[What needs to be done]
Your answer should consist only of the line with "let config: Config" and the lines after it, reproduced exactly through the end of the entries below.

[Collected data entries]
*** Block opens ***

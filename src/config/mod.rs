// SPDX-License-Identifier: MPL-2.0
//! Loading and saving the coordinator's `settings.toml`.
//!
//! # Configuration Sections
//!
//! - `[general]` - Language
//! - `[toast]` - Toast timeout
//! - `[menu]` / `[dialog]` - Transition durations
//! - `[backdrop]` - Fade and backdrop-click durations
//! - `[aside]` - Aside panel transition
//! - `[layout]` - Narrow/wide breakpoint
//!
//! Every field is optional. Missing fields fall back to the constants in
//! [`defaults`]; out-of-range values are clamped when the settings are turned
//! into newtypes by [`OverlaySettings::from_config`](crate::overlay::OverlaySettings::from_config).
//!
//! # Examples
//!
//! ```no_run
//! use overlay_coordinator::config;
//!
//! let (mut config, _warning) = config::load();
//! config.toast.timeout_secs = Some(3.0);
//! config::save(&config).expect("Failed to save config");
//! ```

pub mod defaults;

pub use defaults::*;

use crate::error::{Error, Result};
use crate::paths;
use serde::{Deserialize, Serialize};
use std::fs;
use std::path::{Path, PathBuf};

const CONFIG_FILE: &str = "settings.toml";

/// Warning key reported when an existing config file cannot be read.
pub const LOAD_ERROR_KEY: &str = "notification-config-load-error";

// =============================================================================
// Section Structs
// =============================================================================

/// General application settings.
#[derive(Debug, Clone, Serialize, Deserialize, PartialEq, Default)]
pub struct GeneralConfig {
    /// UI language code (e.g., "en-US", "fr").
    #[serde(default, skip_serializing_if = "Option::is_none")]
    pub language: Option<String>,
}

/// Toast settings.
#[derive(Debug, Clone, Serialize, Deserialize, PartialEq)]
pub struct ToastConfig {
    /// Seconds before a toast starts fading.
    #[serde(
        default = "default_toast_timeout_secs",
        skip_serializing_if = "Option::is_none"
    )]
    pub timeout_secs: Option<f32>,
}

impl Default for ToastConfig {
    fn default() -> Self {
        Self {
            timeout_secs: default_toast_timeout_secs(),
        }
    }
}

/// Menu settings.
#[derive(Debug, Clone, Serialize, Deserialize, PartialEq)]
pub struct MenuConfig {
    #[serde(
        default = "default_menu_duration_secs",
        skip_serializing_if = "Option::is_none"
    )]
    pub duration_secs: Option<f32>,
}

impl Default for MenuConfig {
    fn default() -> Self {
        Self {
            duration_secs: default_menu_duration_secs(),
        }
    }
}

/// Dialog settings.
#[derive(Debug, Clone, Serialize, Deserialize, PartialEq)]
pub struct DialogConfig {
    #[serde(
        default = "default_dialog_duration_secs",
        skip_serializing_if = "Option::is_none"
    )]
    pub duration_secs: Option<f32>,
}

impl Default for DialogConfig {
    fn default() -> Self {
        Self {
            duration_secs: default_dialog_duration_secs(),
        }
    }
}

/// Backdrop settings.
#[derive(Debug, Clone, Serialize, Deserialize, PartialEq)]
pub struct BackdropConfig {
    /// Fade-out before the backdrop is hidden.
    #[serde(default = "default_backdrop_fade_ms", skip_serializing_if = "Option::is_none")]
    pub fade_ms: Option<u32>,

    /// Menu transition used when the backdrop itself is clicked.
    #[serde(
        default = "default_backdrop_click_duration_secs",
        skip_serializing_if = "Option::is_none"
    )]
    pub click_duration_secs: Option<f32>,
}

impl Default for BackdropConfig {
    fn default() -> Self {
        Self {
            fade_ms: default_backdrop_fade_ms(),
            click_duration_secs: default_backdrop_click_duration_secs(),
        }
    }
}

/// Aside panel settings.
#[derive(Debug, Clone, Serialize, Deserialize, PartialEq)]
pub struct AsideConfig {
    #[serde(default = "default_aside_duration_ms", skip_serializing_if = "Option::is_none")]
    pub duration_ms: Option<u32>,
}

impl Default for AsideConfig {
    fn default() -> Self {
        Self {
            duration_ms: default_aside_duration_ms(),
        }
    }
}

/// Responsive layout settings.
#[derive(Debug, Clone, Serialize, Deserialize, PartialEq)]
pub struct LayoutConfig {
    #[serde(default = "default_breakpoint_px", skip_serializing_if = "Option::is_none")]
    pub breakpoint_px: Option<u32>,
}

impl Default for LayoutConfig {
    fn default() -> Self {
        Self {
            breakpoint_px: default_breakpoint_px(),
        }
    }
}

// =============================================================================
// Main Config Struct (Sectioned)
// =============================================================================

/// Coordinator configuration with logical sections.
#[derive(Debug, Clone, Serialize, Deserialize, PartialEq, Default)]
pub struct Config {
    #[serde(default)]
    pub general: GeneralConfig,

    #[serde(default)]
    pub toast: ToastConfig,

    #[serde(default)]
    pub menu: MenuConfig,

    #[serde(default)]
    pub dialog: DialogConfig,

    #[serde(default)]
    pub backdrop: BackdropConfig,

    #[serde(default)]
    pub aside: AsideConfig,

    #[serde(default)]
    pub layout: LayoutConfig,
}

// =============================================================================
// Default Value Functions
// =============================================================================

fn default_toast_timeout_secs() -> Option<f32> {
    Some(DEFAULT_TOAST_TIMEOUT_SECS)
}

fn default_menu_duration_secs() -> Option<f32> {
    Some(DEFAULT_MENU_DURATION_SECS)
}

fn default_dialog_duration_secs() -> Option<f32> {
    Some(DEFAULT_DIALOG_DURATION_SECS)
}

fn default_backdrop_fade_ms() -> Option<u32> {
    Some(DEFAULT_BACKDROP_FADE_MS)
}

fn default_backdrop_click_duration_secs() -> Option<f32> {
    Some(DEFAULT_BACKDROP_CLICK_DURATION_SECS)
}

fn default_aside_duration_ms() -> Option<u32> {
    Some(DEFAULT_ASIDE_DURATION_MS)
}

fn default_breakpoint_px() -> Option<u32> {
    Some(DEFAULT_BREAKPOINT_PX)
}

// =============================================================================
// Config Path Resolution
// =============================================================================

fn config_path_with_override(base_dir: Option<PathBuf>) -> Option<PathBuf> {
    paths::config_dir_with_override(base_dir).map(|mut path| {
        path.push(CONFIG_FILE);
        path
    })
}

// =============================================================================
// Load Functions
// =============================================================================

/// Loads the configuration from the default path.
///
/// Returns a tuple of (config, optional warning key). A missing file is not
/// an error; an unreadable one yields the defaults plus [`LOAD_ERROR_KEY`].
pub fn load() -> (Config, Option<String>) {
    load_with_override(None)
}

/// Loads the configuration from a custom directory.
pub fn load_with_override(base_dir: Option<PathBuf>) -> (Config, Option<String>) {
    if let Some(path) = config_path_with_override(base_dir) {
        if path.exists() {
            match load_from_path(&path) {
                Ok(config) => return (config, None),
                Err(err) => {
                    tracing::warn!(path = %path.display(), %err, "falling back to default config");
                    return (Config::default(), Some(LOAD_ERROR_KEY.to_string()));
                }
            }
        }
    }
    (Config::default(), None)
}

/// Loads configuration from a specific path.
pub fn load_from_path(path: &Path) -> Result<Config> {
    let content = fs::read_to_string(path)?;
    let config: Config = toml::from_str(&content)?;
    Ok(config)
}

// =============================================================================
// Save Functions
// =============================================================================

/// Saves the configuration to the default path.
pub fn save(config: &Config) -> Result<()> {
    save_with_override(config, None)
}

/// Saves the configuration to a custom directory.
pub fn save_with_override(config: &Config, base_dir: Option<PathBuf>) -> Result<()> {
    if let Some(path) = config_path_with_override(base_dir) {
        return save_to_path(config, &path);
    }
    Ok(())
}

/// Saves configuration to a specific path, creating parent directories.
pub fn save_to_path(config: &Config, path: &Path) -> Result<()> {
    if let Some(parent) = path.parent() {
        fs::create_dir_all(parent)?;
    }
    let content = toml::to_string_pretty(config).map_err(Error::from)?;
    fs::write(path, content)?;
    Ok(())
}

*** Block closes ***

[Task result]
    let config: Config = toml::from_str(&content)?;
    Ok(config)
}

// =============================================================================
// Save Functions
// =============================================================================

/// Saves the configuration to the default path.
pub fn save(config: &Config) -> Result<()> {
    save_with_override(config, None)
}

/// Saves the configuration to a custom directory.
pub fn save_with_override(config: &Config, base_dir: Option<PathBuf>) -> Result<()> {
    if let Some(path) = config_path_with_override(base_dir) {
        return save_to_path(config, &path);
    }
    Ok(())
}

/// Saves configuration to a specific path, creating parent directories.
pub fn save_to_path(config: &Config, path: &Path) -> Result<()> {
    if let Some(parent) = path.parent() {
        fs::create_dir_all(parent)?;
    }
    let content = toml::to_string_pretty(config).map_err(Error::from)?;
    fs::write(path, content)?;
    Ok(())
}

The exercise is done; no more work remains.